Exercise details
After reading the data below, copy out every line that contains the word "inside".

Stored data:
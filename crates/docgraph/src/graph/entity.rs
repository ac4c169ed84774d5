//! Entity model: ids, kinds and per-kind payloads.

use docgraph_reflect_api::{ObjectId, OverrideValue, Signature, TypeRef};
use indexmap::IndexMap;
use serde::{Deserialize, Serialize};
use std::fmt;

/// Arena index of an entity inside its [`Context`](super::Context).
///
/// Ids are only meaningful for the context that issued them and become
/// invalid after [`Context::reset`](super::Context::reset).
#[derive(Debug, Clone, Copy, PartialEq, Eq, Hash, PartialOrd, Ord, Serialize, Deserialize)]
pub struct EntityId(pub(crate) usize);

impl EntityId {
    /// Position in the arena.
    pub fn index(self) -> usize {
        self.0
    }
}

impl fmt::Display for EntityId {
    fn fmt(&self, f: &mut fmt::Formatter<'_>) -> fmt::Result {
        write!(f, "#{}", self.0)
    }
}

/// Type of a documentation entity.
#[derive(Debug, Clone, Copy, PartialEq, Eq, Hash, Serialize, Deserialize)]
pub enum EntityType {
    /// Module or package
    Module,
    /// Class
    Class,
    /// Function, method, static or class method
    Function,
    /// Module, class or instance variable
    Variable,
    /// Unresolved name
    External,
}

impl fmt::Display for EntityType {
    fn fmt(&self, f: &mut fmt::Formatter<'_>) -> fmt::Result {
        match self {
            EntityType::Module => write!(f, "module"),
            EntityType::Class => write!(f, "class"),
            EntityType::Function => write!(f, "function"),
            EntityType::Variable => write!(f, "variable"),
            EntityType::External => write!(f, "external"),
        }
    }
}

/// A documented object owned by a [`Context`](super::Context).
#[derive(Debug, Clone)]
pub struct Entity {
    /// Declared name
    pub name: String,
    /// Owning module; a module owns itself
    pub module: EntityId,
    /// Raw-source handle from the reflection provider
    pub object: Option<ObjectId>,
    /// Cleaned docstring
    pub docstring: String,
    /// Entity this one inherits its docstring from
    pub inherits: Option<EntityId>,
    /// Kind-specific payload
    pub kind: EntityKind,
}

impl Entity {
    /// The entity's type tag.
    pub fn entity_type(&self) -> EntityType {
        match self.kind {
            EntityKind::Module(_) => EntityType::Module,
            EntityKind::Class(_) => EntityType::Class,
            EntityKind::Function(_) => EntityType::Function,
            EntityKind::Variable(_) => EntityType::Variable,
        }
    }

    /// Class owning a method or class/instance variable.
    pub fn owner_class(&self) -> Option<EntityId> {
        match &self.kind {
            EntityKind::Function(data) => data.cls,
            EntityKind::Variable(data) => data.cls,
            _ => None,
        }
    }

    /// Member map of a module or class.
    pub fn members(&self) -> Option<&IndexMap<String, EntityId>> {
        match &self.kind {
            EntityKind::Module(data) => Some(&data.doc),
            EntityKind::Class(data) => Some(&data.doc),
            _ => None,
        }
    }

    pub(crate) fn members_mut(&mut self) -> Option<&mut IndexMap<String, EntityId>> {
        match &mut self.kind {
            EntityKind::Module(data) => Some(&mut data.doc),
            EntityKind::Class(data) => Some(&mut data.doc),
            _ => None,
        }
    }

    /// Whether this is a Class entity.
    pub fn is_class(&self) -> bool {
        matches!(self.kind, EntityKind::Class(_))
    }

    /// Whether this is a Module entity.
    pub fn is_module(&self) -> bool {
        matches!(self.kind, EntityKind::Module(_))
    }
}

/// Kind-specific entity payload.
#[derive(Debug, Clone)]
pub enum EntityKind {
    /// Module or package
    Module(ModuleData),
    /// Class
    Class(ClassData),
    /// Function or method
    Function(FunctionData),
    /// Variable
    Variable(VariableData),
}

/// Module payload.
#[derive(Debug, Clone, Default)]
pub struct ModuleData {
    /// Direct public members, submodules included, in discovery order
    pub doc: IndexMap<String, EntityId>,
    /// Enclosing package
    pub supermodule: Option<EntityId>,
    /// Has submodules
    pub is_package: bool,
    /// Package without an initializer
    pub is_namespace: bool,
    /// Overrides the module declares itself, applied at link time
    pub overrides: IndexMap<String, OverrideValue>,
    pub(crate) linked: bool,
}

impl ModuleData {
    /// Whether inheritance linking already ran for this module.
    pub fn is_linked(&self) -> bool {
        self.linked
    }
}

/// Class payload.
#[derive(Debug, Clone, Default)]
pub struct ClassData {
    /// Declared members plus, after the fill phase, inherited clones
    pub doc: IndexMap<String, EntityId>,
    /// Qualified name inside the module
    pub qualname: String,
    /// Ancestors without the class itself and the universal base
    pub mro: Vec<TypeRef>,
    /// Direct subclasses known to the provider
    pub subclasses: Vec<TypeRef>,
    /// Constructor signature
    pub init_signature: Option<Signature>,
    /// Dedented source text
    pub source: Option<String>,
    pub(crate) super_members: Option<IndexMap<String, EntityId>>,
}

/// Function payload.
#[derive(Debug, Clone, Default)]
pub struct FunctionData {
    /// Owning class of a method
    pub cls: Option<EntityId>,
    /// Instance method (as opposed to static or class method)
    pub method: bool,
    /// Qualified name reported by the provider
    pub qualname: String,
    /// Coroutine function
    pub is_async: bool,
    /// Introspected signature
    pub signature: Option<Signature>,
    /// Dedented source text
    pub source: Option<String>,
}

/// Variable payload.
#[derive(Debug, Clone, Default)]
pub struct VariableData {
    /// Owning class of a class or instance variable
    pub cls: Option<EntityId>,
    /// Instance-level rather than class-level
    pub instance_var: bool,
}

/// Sentinel for a name that resolves to nothing documented.
#[derive(Debug, Clone, PartialEq, Eq, Hash, Serialize, Deserialize)]
pub struct External {
    /// The unresolved name, used verbatim as refname
    pub name: String,
}

impl External {
    /// Create an external sentinel.
    pub fn new(name: impl Into<String>) -> Self {
        Self { name: name.into() }
    }

    /// Refname of an external is its name.
    pub fn refname(&self) -> &str {
        &self.name
    }

    /// Externals have no docstring.
    pub fn docstring(&self) -> &str {
        ""
    }

    /// Placeholder URL, `/name.ext`.
    pub fn url(&self) -> String {
        format!("/{}.ext", self.name)
    }
}

/// Result of resolving a name: a documented entity or an external.
#[derive(Debug, Clone, PartialEq, Eq, Hash)]
pub enum DocRef {
    /// Entity registered in the context
    Entity(EntityId),
    /// Unresolved name
    External(External),
}

impl DocRef {
    /// The entity id, when resolved.
    pub fn entity(&self) -> Option<EntityId> {
        match self {
            DocRef::Entity(id) => Some(*id),
            DocRef::External(_) => None,
        }
    }

    /// Whether the name stayed unresolved.
    pub fn is_external(&self) -> bool {
        matches!(self, DocRef::External(_))
    }
}

impl From<EntityId> for DocRef {
    fn from(id: EntityId) -> Self {
        DocRef::Entity(id)
    }
}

Exercise response
/// Arena index of an entity inside its [`Context`](super::Context).
    /// Qualified name inside the module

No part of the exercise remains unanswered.